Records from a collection
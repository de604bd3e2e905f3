// SPDX-License-Identifier: PolyForm-Noncommercial-1.0.0
// Copyright (c) 2025 Sylvex. All rights reserved.

//! Error types for the `warden` binary.
//!
//! Exit codes follow `sysexits.h` so scripts can tell a bad invocation from
//! a bad config file or a rejected login.

use thiserror::Error;
use warden_api::config::ConfigError;
use warden_api::{ApiError, TokenError};
use warden_core::{PasswordError, SeedError};

/// Result type alias for binary operations.
pub type BinResult<T> = Result<T, BinError>;

/// `EX_USAGE`
pub const EXIT_USAGE: i32 = 64;
/// `EX_UNAVAILABLE`
pub const EXIT_UNAVAILABLE: i32 = 69;
/// `EX_SOFTWARE`
pub const EXIT_SOFTWARE: i32 = 70;
/// `EX_IOERR`
pub const EXIT_IO: i32 = 74;
/// `EX_NOPERM`
pub const EXIT_NOPERM: i32 = 77;
/// `EX_CONFIG`
pub const EXIT_CONFIG: i32 = 78;

/// Errors surfaced by `warden` commands.
#[derive(Debug, Error)]
pub enum BinError {
    /// The command line was well formed but unusable.
    #[error("{0}")]
    Usage(String),

    /// The configuration failed to load or validate.
    #[error(transparent)]
    Config(#[from] ConfigError),

    /// The configuration loaded but fails a stricter check.
    #[error("Configuration rejected: {0}")]
    Rejected(String),

    /// Logging, hashing or store setup failed before serving.
    #[error("Startup failed: {0}")]
    Startup(String),

    /// Demo data could not be seeded.
    #[error(transparent)]
    Seed(#[from] SeedError),

    /// Password hashing failed.
    #[error(transparent)]
    Password(#[from] PasswordError),

    /// Credentials were rejected or a token could not be signed.
    #[error(transparent)]
    Token(#[from] TokenError),

    /// The HTTP server stopped with an error.
    #[error("Server error: {0}")]
    Server(#[from] ApiError),

    /// Reading input or writing output failed.
    #[error("I/O error: {0}")]
    Io(#[from] std::io::Error),

    /// Command output could not be rendered.
    #[error("Cannot render output: {0}")]
    Output(String),

    /// An error with a description of what was being attempted.
    #[error("{context}: {source}")]
    WithContext {
        /// What was being attempted.
        context: String,
        /// The underlying error.
        #[source]
        source: Box<BinError>,
    },
}

impl BinError {
    /// Creates a usage error.
    pub fn usage(msg: impl Into<String>) -> Self {
        Self::Usage(msg.into())
    }

    /// Creates a startup error.
    pub fn startup(msg: impl Into<String>) -> Self {
        Self::Startup(msg.into())
    }

    /// Creates an output rendering error.
    pub fn output(err: impl std::fmt::Display) -> Self {
        Self::Output(err.to_string())
    }

    /// Wraps the error with what was being attempted.
    pub fn with_context(self, context: impl Into<String>) -> Self {
        Self::WithContext {
            context: context.into(),
            source: Box::new(self),
        }
    }

    /// Returns the process exit code.
    pub fn exit_code(&self) -> i32 {
        match self {
            Self::Usage(_) => EXIT_USAGE,
            Self::Config(_) | Self::Rejected(_) => EXIT_CONFIG,
            Self::Token(e) if !matches!(e, TokenError::Internal(_) | TokenError::Store(_)) => {
                EXIT_NOPERM
            }
            Self::Server(_) => EXIT_UNAVAILABLE,
            Self::Io(_) => EXIT_IO,
            Self::WithContext { source, .. } => source.exit_code(),
            Self::Startup(_)
            | Self::Seed(_)
            | Self::Password(_)
            | Self::Token(_)
            | Self::Output(_) => EXIT_SOFTWARE,
        }
    }
}

impl From<anyhow::Error> for BinError {
    fn from(err: anyhow::Error) -> Self {
        match err.downcast::<std::io::Error>() {
            Ok(io) => Self::Io(io),
            Err(other) => Self::Startup(format!("{:#}", other)),
        }
    }
}

// =============================================================================
// Error Reporting
// =============================================================================

/// Prints the error and its cause chain to stderr.
pub fn report_error(error: &BinError) {
    eprintln!("Error: {}", error);

    let mut source = std::error::Error::source(error);
    while let Some(cause) = source {
        eprintln!("  Caused by: {}", cause);
        source = cause.source();
    }
}

/// Reports an error and exits with its code.
pub fn report_error_and_exit(error: BinError) -> ! {
    report_error(&error);
    std::process::exit(error.exit_code())
}

// =============================================================================
// Tests
// =============================================================================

**What to work on:**
Check the records above and copy each line that has the string "could".

**Response area:**
    /// Demo data could not be seeded.
    /// Credentials were rejected or a token could not be signed.
    /// Command output could not be rendered.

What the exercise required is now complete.